─── Exercise data ───
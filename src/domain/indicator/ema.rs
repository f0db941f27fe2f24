//! Exponential Moving Average.
//!
//! k = 2/(n+1), seed with the SMA of the first n closes, then
//! EMA[i] = C[i]*k + EMA[i-1]*(1-k). The first (n-1) points are undefined.

use crate::domain::indicator::{IndicatorPoint, IndicatorSeries, IndicatorType};
use crate::domain::ohlcv::OhlcvBar;

pub fn calculate_ema(bars: &[OhlcvBar], period: usize) -> IndicatorSeries {
    let indicator_type = IndicatorType::Ema(period);
    if period == 0 {
        return IndicatorSeries {
            indicator_type,
            values: Vec::new(),
        };
    }

    let k = 2.0 / (period as f64 + 1.0);
    let mut sum = 0.0;
    let mut ema: Option<f64> = None;

    let values = bars
        .iter()
        .enumerate()
        .map(|(i, bar)| {
            ema = match ema {
                Some(prev) => Some(bar.close * k + prev * (1.0 - k)),
                None => {
                    sum += bar.close;
                    (i + 1 == period).then(|| sum / period as f64)
                }
            };
            IndicatorPoint {
                date: bar.date,
                value: ema,
            }
        })
        .collect();

    IndicatorSeries {
        indicator_type,
        values,
    }
}

#[cfg(test)]
mod tests {
    use super::*;
    use approx::assert_relative_eq;
    use chrono::NaiveDate;

    fn make_bars(prices: &[f64]) -> Vec<OhlcvBar> {
        prices
            .iter()
            .enumerate()
            .map(|(i, &close)| OhlcvBar {
                symbol: "TEST".into(),
                date: NaiveDate::from_ymd_opt(2024, 1, (i + 1) as u32).unwrap(),
                open: close,
                high: close,
                low: close,
                close,
                volume: 1000,
            })
            .collect()
    }

    #[test]
    fn ema_warmup() {
        let series = calculate_ema(&make_bars(&[10.0, 20.0, 30.0, 40.0, 50.0]), 3);

        assert_eq!(series.values.len(), 5);
        assert!(series.value_at(0).is_none());
        assert!(series.value_at(1).is_none());
        assert!(series.value_at(2).is_some());
        assert!(series.value_at(4).is_some());
    }

    #[test]
    fn ema_period_1_tracks_close() {
        let series = calculate_ema(&make_bars(&[10.0, 20.0, 30.0]), 1);
        assert_eq!(series.value_at(0), Some(10.0));
        assert_eq!(series.value_at(1), Some(20.0));
        assert_eq!(series.value_at(2), Some(30.0));
    }

    #[test]
    fn ema_recursive_calculation() {
        let series = calculate_ema(&make_bars(&[10.0, 20.0, 30.0, 40.0, 50.0]), 3);

        let k = 2.0 / 4.0;
        let sma = 20.0;
        let ema_3 = 40.0 * k + sma * (1.0 - k);
        let ema_4 = 50.0 * k + ema_3 * (1.0 - k);

        assert_relative_eq!(series.value_at(2).unwrap(), sma);
        assert_relative_eq!(series.value_at(3).unwrap(), ema_3);
        assert_relative_eq!(series.value_at(4).unwrap(), ema_4);
    }

    #[test]
    fn ema_flat_prices() {
        let series = calculate_ema(&make_bars(&[100.0; 6]), 3);
        for i in 2..6 {
            assert_relative_eq!(series.value_at(i).unwrap(), 100.0);
        }
    }

    #[test]
    fn ema_shorter_than_period() {
        let series = calculate_ema(&make_bars(&[10.0, 20.0]), 5);
        assert_eq!(series.values.len(), 2);
        assert!(series.values.iter().all(|p| p.value.is_none()));
    }

    #[test]
    fn ema_empty_and_zero_period() {
        assert!(calculate_ema(&[], 3).values.is_empty());
        assert!(calculate_ema(&make_bars(&[1.0, 2.0]), 0).values.is_empty());
    }
}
───
__What to work on__:
Restate the records word for word, leaving nothing out.

__Finished task__:
filename src/domain/indicator/ema.rs
repository f0db941f27fe2f24
//! Exponential Moving Average.
//!
//! k = 2/(n+1), seed with the SMA of the first n closes, then
//! EMA[i] = C[i]*k + EMA[i-1]*(1-k). The first (n-1) points are undefined.

use crate::domain::indicator::{IndicatorPoint, IndicatorSeries, IndicatorType};
use crate::domain::ohlcv::OhlcvBar;

pub fn calculate_ema(bars: &[OhlcvBar], period: usize) -> IndicatorSeries {
    let indicator_type = IndicatorType::Ema(period);
    if period == 0 {
        return IndicatorSeries {
            indicator_type,
            values: Vec::new(),
        };
    }

    let k = 2.0 / (period as f64 + 1.0);
    let mut sum = 0.0;
    let mut ema: Option<f64> = None;

    let values = bars
        .iter()
        .enumerate()
        .map(|(i, bar)| {
            ema = match ema {
                Some(prev) => Some(bar.close * k + prev * (1.0 - k)),
                None => {
                    sum += bar.close;
                    (i + 1 == period).then(|| sum / period as f64)
                }
            };
            IndicatorPoint {
                date: bar.date,
                value: ema,
            }
        })
        .collect();

    IndicatorSeries {
        indicator_type,
        values,
    }
}

#[cfg(test)]
mod tests {
    use super::*;
    use approx::assert_relative_eq;
    use chrono::NaiveDate;

    fn make_bars(prices: &[f64]) -> Vec<OhlcvBar> {
        prices
            .iter()
            .enumerate()
            .map(|(i, &close)| OhlcvBar {
                symbol: "TEST".into(),
                date: NaiveDate::from_ymd_opt(2024, 1, (i + 1) as u32).unwrap(),
                open: close,
                high: close,
                low: close,
                close,
                volume: 1000,
            })
            .collect()
    }

    #[test]
    fn ema_warmup() {
        let series = calculate_ema(&make_bars(&[10.0, 20.0, 30.0, 40.0, 50.0]), 3);

        assert_eq!(series.values.len(), 5);
        assert!(series.value_at(0).is_none());
        assert!(series.value_at(1).is_none());
        assert!(series.value_at(2).is_some());
        assert!(series.value_at(4).is_some());
    }

    #[test]
    fn ema_period_1_tracks_close() {
        let series = calculate_ema(&make_bars(&[10.0, 20.0, 30.0]), 1);
        assert_eq!(series.value_at(0), Some(10.0));
        assert_eq!(series.value_at(1), Some(20.0));
        assert_eq!(series.value_at(2), Some(30.0));
    }

    #[test]
    fn ema_recursive_calculation() {
        let series = calculate_ema(&make_bars(&[10.0, 20.0, 30.0, 40.0, 50.0]), 3);

        let k = 2.0 / 4.0;
        let sma = 20.0;
        let ema_3 = 40.0 * k + sma * (1.0 - k);
        let ema_4 = 50.0 * k + ema_3 * (1.0 - k);

        assert_relative_eq!(series.value_at(2).unwrap(), sma);
        assert_relative_eq!(series.value_at(3).unwrap(), ema_3);
        assert_relative_eq!(series.value_at(4).unwrap(), ema_4);
    }

    #[test]
    fn ema_flat_prices() {
        let series = calculate_ema(&make_bars(&[100.0; 6]), 3);
        for i in 2..6 {
            assert_relative_eq!(series.value_at(i).unwrap(), 100.0);
        }
    }

    #[test]
    fn ema_shorter_than_period() {
        let series = calculate_ema(&make_bars(&[10.0, 20.0]), 5);
        assert_eq!(series.values.len(), 2);
        assert!(series.values.iter().all(|p| p.value.is_none()));
    }

    #[test]
    fn ema_empty_and_zero_period() {
        assert!(calculate_ema(&[], 3).values.is_empty());
        assert!(calculate_ema(&make_bars(&[1.0, 2.0]), 0).values.is_empty());
    }
}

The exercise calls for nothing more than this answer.